• [DATA UNDER STUDY]:
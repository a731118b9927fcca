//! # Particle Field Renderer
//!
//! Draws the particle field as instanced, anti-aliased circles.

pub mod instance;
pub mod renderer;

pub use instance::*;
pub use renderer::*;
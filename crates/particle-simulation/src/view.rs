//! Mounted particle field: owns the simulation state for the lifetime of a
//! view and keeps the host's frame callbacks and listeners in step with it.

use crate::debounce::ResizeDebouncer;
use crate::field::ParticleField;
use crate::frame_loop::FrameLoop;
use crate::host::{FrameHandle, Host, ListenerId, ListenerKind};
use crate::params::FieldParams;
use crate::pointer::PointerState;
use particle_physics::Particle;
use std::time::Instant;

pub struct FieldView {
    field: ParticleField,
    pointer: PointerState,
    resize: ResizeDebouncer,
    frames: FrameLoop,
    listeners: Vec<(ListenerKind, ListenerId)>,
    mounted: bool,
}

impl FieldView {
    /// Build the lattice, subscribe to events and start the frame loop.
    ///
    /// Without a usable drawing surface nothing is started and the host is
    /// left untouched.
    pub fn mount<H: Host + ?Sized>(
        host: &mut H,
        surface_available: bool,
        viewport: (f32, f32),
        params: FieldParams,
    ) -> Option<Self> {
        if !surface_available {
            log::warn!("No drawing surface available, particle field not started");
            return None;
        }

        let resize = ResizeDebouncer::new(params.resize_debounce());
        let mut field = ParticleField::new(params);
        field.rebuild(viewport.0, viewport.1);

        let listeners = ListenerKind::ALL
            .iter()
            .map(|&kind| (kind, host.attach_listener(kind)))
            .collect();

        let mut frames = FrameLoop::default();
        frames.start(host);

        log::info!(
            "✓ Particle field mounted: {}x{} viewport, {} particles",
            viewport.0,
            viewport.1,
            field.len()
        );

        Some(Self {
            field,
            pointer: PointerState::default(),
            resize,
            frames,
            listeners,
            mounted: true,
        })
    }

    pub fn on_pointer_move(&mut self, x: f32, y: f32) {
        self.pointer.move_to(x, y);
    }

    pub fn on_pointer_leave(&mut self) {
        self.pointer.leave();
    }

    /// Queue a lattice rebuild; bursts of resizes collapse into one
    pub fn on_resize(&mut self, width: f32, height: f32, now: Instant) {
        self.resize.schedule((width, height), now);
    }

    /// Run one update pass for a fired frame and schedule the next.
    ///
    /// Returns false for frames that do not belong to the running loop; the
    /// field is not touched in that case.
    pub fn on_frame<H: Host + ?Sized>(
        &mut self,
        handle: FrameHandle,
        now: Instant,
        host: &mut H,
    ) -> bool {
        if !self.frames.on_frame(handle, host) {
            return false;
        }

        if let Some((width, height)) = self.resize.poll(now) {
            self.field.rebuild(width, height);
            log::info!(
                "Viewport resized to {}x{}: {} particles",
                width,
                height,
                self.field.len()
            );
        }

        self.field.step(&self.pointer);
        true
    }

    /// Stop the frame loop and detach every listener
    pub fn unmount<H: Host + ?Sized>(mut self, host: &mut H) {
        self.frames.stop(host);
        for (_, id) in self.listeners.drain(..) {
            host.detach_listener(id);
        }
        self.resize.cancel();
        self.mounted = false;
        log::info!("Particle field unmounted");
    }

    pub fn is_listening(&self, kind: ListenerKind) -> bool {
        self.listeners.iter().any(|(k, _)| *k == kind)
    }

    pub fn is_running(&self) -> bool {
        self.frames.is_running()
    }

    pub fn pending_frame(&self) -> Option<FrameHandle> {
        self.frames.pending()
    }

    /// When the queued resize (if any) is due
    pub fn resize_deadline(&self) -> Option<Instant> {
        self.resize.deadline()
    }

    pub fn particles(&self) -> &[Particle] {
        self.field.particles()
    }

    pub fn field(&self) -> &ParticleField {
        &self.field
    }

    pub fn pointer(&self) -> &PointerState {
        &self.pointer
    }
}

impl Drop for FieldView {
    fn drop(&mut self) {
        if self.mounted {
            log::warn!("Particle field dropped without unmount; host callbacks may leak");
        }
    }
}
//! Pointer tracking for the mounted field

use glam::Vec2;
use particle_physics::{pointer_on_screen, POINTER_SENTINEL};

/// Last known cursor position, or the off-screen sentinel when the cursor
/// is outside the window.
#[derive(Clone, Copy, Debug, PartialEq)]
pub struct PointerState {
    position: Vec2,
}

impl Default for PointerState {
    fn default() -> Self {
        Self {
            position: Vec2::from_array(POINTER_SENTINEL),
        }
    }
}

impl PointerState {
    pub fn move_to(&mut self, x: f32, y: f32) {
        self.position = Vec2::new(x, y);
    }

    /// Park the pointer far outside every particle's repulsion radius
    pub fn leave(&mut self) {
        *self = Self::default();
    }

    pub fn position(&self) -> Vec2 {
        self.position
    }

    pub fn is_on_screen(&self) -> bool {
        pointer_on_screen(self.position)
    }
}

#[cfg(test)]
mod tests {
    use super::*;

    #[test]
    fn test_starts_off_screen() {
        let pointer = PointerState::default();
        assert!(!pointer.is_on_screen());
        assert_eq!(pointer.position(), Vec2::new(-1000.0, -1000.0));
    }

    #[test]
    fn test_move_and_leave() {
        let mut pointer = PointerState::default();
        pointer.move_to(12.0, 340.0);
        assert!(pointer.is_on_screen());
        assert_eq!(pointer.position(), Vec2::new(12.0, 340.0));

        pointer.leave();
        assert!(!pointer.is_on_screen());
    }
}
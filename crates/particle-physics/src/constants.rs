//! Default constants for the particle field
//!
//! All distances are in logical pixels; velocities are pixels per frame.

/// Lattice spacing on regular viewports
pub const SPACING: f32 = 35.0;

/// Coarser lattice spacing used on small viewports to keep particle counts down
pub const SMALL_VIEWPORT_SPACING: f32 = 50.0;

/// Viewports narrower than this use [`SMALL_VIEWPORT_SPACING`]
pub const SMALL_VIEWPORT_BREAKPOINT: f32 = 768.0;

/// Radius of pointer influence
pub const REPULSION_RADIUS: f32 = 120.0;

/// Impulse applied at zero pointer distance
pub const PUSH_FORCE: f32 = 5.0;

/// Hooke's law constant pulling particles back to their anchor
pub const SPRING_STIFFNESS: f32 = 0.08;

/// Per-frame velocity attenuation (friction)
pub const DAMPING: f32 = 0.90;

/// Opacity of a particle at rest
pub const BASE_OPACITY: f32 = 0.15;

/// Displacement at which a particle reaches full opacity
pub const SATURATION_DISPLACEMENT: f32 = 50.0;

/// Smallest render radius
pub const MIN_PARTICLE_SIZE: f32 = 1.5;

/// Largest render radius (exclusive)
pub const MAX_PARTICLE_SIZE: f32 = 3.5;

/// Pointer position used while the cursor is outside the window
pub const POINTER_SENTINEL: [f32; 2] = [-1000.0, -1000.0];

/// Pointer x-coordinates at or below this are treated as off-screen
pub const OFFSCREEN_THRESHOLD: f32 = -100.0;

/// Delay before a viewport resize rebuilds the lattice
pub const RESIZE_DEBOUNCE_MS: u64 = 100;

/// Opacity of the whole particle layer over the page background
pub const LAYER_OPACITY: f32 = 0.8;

• [ACTIVITY]: Among the lines above, count those containing the word "schedule" and write only the number.

• [OUTPUT BELOW]: 2